-- Opening Marker --

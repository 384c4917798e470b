//! HTTP server implementation using Axum.

use crate::command;
use crate::dispatch::{Stage, StageHandler, INVOCATION_TYPE_HEADER, STAGE_TOKEN_HEADER};
use crate::error::{AuthenticationError, DispatchFailure, IntakeError, ValidationError};
use crate::modal::{self, InboundCommand, Intake, ViewSubmission};
use crate::signature::{self, SIGNATURE_HEADER, TIMESTAMP_HEADER};
use crate::state::AppState;
use crate::types::ExecutionRequest;
use crate::webhook::WebhookBody;
use axum::{
    body::{Body, Bytes},
    extract::{Path, Request, State},
    http::{header::CONTENT_TYPE, HeaderMap, StatusCode},
    middleware::{self, Next},
    response::{IntoResponse, Response},
    routing::{get, post},
    Json, Router,
};
use serde_json::json;
use std::net::SocketAddr;
use subtle::ConstantTimeEq;
use tower_http::trace::TraceLayer;
use tracing::{debug, info, warn};

/// Webhook bodies are small; anything bigger is not a chat command.
const MAX_BODY_BYTES: usize = 1024 * 1024;

pub fn router(state: AppState) -> Router {
    let signed = Router::new()
        .route("/run", post(intake))
        .route("/modal", post(intake))
        .route_layer(middleware::from_fn_with_state(
            state.clone(),
            verify_signature,
        ));

    let mut app = Router::new()
        .route("/health", get(health))
        .route("/version", get(version))
        .merge(signed);
    if state.stage_token.is_some() {
        app = app.route("/stages/:stage", post(stage_entry));
    }

    app.layer(TraceLayer::new_for_http()).with_state(state)
}

/// Run the HTTP server on the given port with the provided state.
pub async fn run_server(port: u16, state: AppState) -> std::io::Result<()> {
    let addr = SocketAddr::from(([0, 0, 0, 0], port));
    info!("Starting HTTP server on {}", addr);

    let listener = tokio::net::TcpListener::bind(addr).await?;
    axum::serve(listener, router(state)).await
}

async fn health() -> &'static str {
    "OK"
}

async fn version() -> &'static str {
    env!("CARGO_PKG_VERSION")
}

async fn verify_signature(
    State(state): State<AppState>,
    request: Request,
    next: Next,
) -> Result<Response, IntakeError> {
    let (parts, body) = request.into_parts();
    // Nothing is known about an oversized body, not even whether it is signed.
    let bytes = match axum::body::to_bytes(body, MAX_BODY_BYTES).await {
        Ok(bytes) => bytes,
        Err(e) => {
            warn!(uri = %parts.uri, error = %e, "Rejected oversized webhook");
            return Ok(StatusCode::PAYLOAD_TOO_LARGE.into_response());
        }
    };

    let header = |name: &str| parts.headers.get(name).and_then(|v| v.to_str().ok());
    let timestamp = header(TIMESTAMP_HEADER)
        .ok_or_else(|| AuthenticationError::MalformedTimestamp(String::new()))?;
    let presented = header(SIGNATURE_HEADER).unwrap_or_default();

    match signature::verify(
        timestamp,
        presented,
        &bytes,
        state.signing_secret.as_bytes(),
        signature::unix_now(),
    ) {
        Ok(authenticated) => debug!(timestamp = authenticated.timestamp, "Webhook verified"),
        Err(e) => {
            warn!(uri = %parts.uri, error = %e, "Rejected unsigned webhook");
            return Err(e.into());
        }
    }

    Ok(next.run(Request::from_parts(parts, Body::from(bytes))).await)
}

async fn intake(
    State(state): State<AppState>,
    headers: HeaderMap,
    body: Bytes,
) -> Result<Response, IntakeError> {
    let content_type = headers.get(CONTENT_TYPE).and_then(|v| v.to_str().ok());
    match WebhookBody::parse(content_type, &body)? {
        WebhookBody::Command(inbound) => handle_command(&state, inbound).await,
        WebhookBody::Submission(submission) => handle_submission(&state, &submission).await,
    }
}

async fn handle_command(state: &AppState, inbound: InboundCommand) -> Result<Response, IntakeError> {
    let parsed = command::parse(&inbound.raw_text, &state.registry)?;
    match modal::coordinate(parsed, &inbound, &state.registry)? {
        Intake::Direct(request) => {
            forward(state, &request).await?;
            Ok(Json(json!({ "response_type": "in_channel" })).into_response())
        }
        Intake::AwaitingInput(session) => {
            let runtime = state
                .registry
                .get(&session.language_key)
                .ok_or_else(|| ValidationError::UnsupportedLanguage(session.language_key.clone()))?;
            if let Err(e) = state.forms.open(&session, runtime).await {
                warn!(language = %session.language_key, error = %e, "Could not open form");
                if !inbound.callback_url.is_empty() {
                    let request = ExecutionRequest {
                        language_key: session.language_key.clone(),
                        code: String::new(),
                        callback_url: inbound.callback_url.clone(),
                        user_id: inbound.user_id.clone(),
                        is_modal_round_trip: false,
                    };
                    state.stages.responder().report_failure(&request).await;
                }
                return Err(e.into());
            }
            debug!(language = %session.language_key, "Form opened");
            Ok(StatusCode::OK.into_response())
        }
    }
}

async fn handle_submission(
    state: &AppState,
    submission: &ViewSubmission,
) -> Result<Response, IntakeError> {
    let request = modal::resume(submission, &state.registry)?;
    forward(state, &request).await?;
    Ok(Json(json!({ "response_action": "clear" })).into_response())
}

/// Hands the request to the responder stage. If that fails the user still hears
/// about it.
async fn forward(state: &AppState, request: &ExecutionRequest) -> Result<(), IntakeError> {
    if let Err(e) = state.stages.dispatcher().send(Stage::Responder, request).await {
        state.stages.responder().report_failure(request).await;
        return Err(e.into());
    }
    Ok(())
}

async fn stage_entry(
    State(state): State<AppState>,
    Path(stage): Path<String>,
    headers: HeaderMap,
    body: Bytes,
) -> Response {
    let Some(expected) = &state.stage_token else {
        return StatusCode::NOT_FOUND.into_response();
    };
    let presented = headers
        .get(STAGE_TOKEN_HEADER)
        .map(|v| v.as_bytes())
        .unwrap_or_default();
    if !bool::from(expected.as_bytes().ct_eq(presented)) {
        warn!(stage = %stage, "Rejected stage invocation with bad token");
        return StatusCode::UNAUTHORIZED.into_response();
    }
    let Ok(stage) = stage.parse::<Stage>() else {
        return StatusCode::NOT_FOUND.into_response();
    };

    let fire_and_forget = headers
        .get(INVOCATION_TYPE_HEADER)
        .map(|v| v == "event")
        .unwrap_or(false);
    let stages = state.stages.clone();
    if fire_and_forget {
        tokio::spawn(async move {
            if let Err(e) = stages.handle(stage, body.to_vec()).await {
                warn!(%stage, error = %e, "Stage invocation failed");
            }
        });
        return StatusCode::ACCEPTED.into_response();
    }

    match stages.handle(stage, body.to_vec()).await {
        Ok(reply) => (StatusCode::OK, [(CONTENT_TYPE, "application/json")], reply).into_response(),
        Err(DispatchFailure::Codec(reason)) => (StatusCode::BAD_REQUEST, reason).into_response(),
        Err(e) => (StatusCode::BAD_GATEWAY, e.to_string()).into_response(),
    }
}
//! Interactive TUI
//!
//! Presents a game as a tile board with an on-screen keyboard.

pub mod app;
pub mod rendering;

pub use app::{App, Board, run_tui};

-- Closing Marker --

- _Problem_
Say how many lines in the records hold the string "ExecutionRequest", please, and add no other words.

- _Exercise response_
3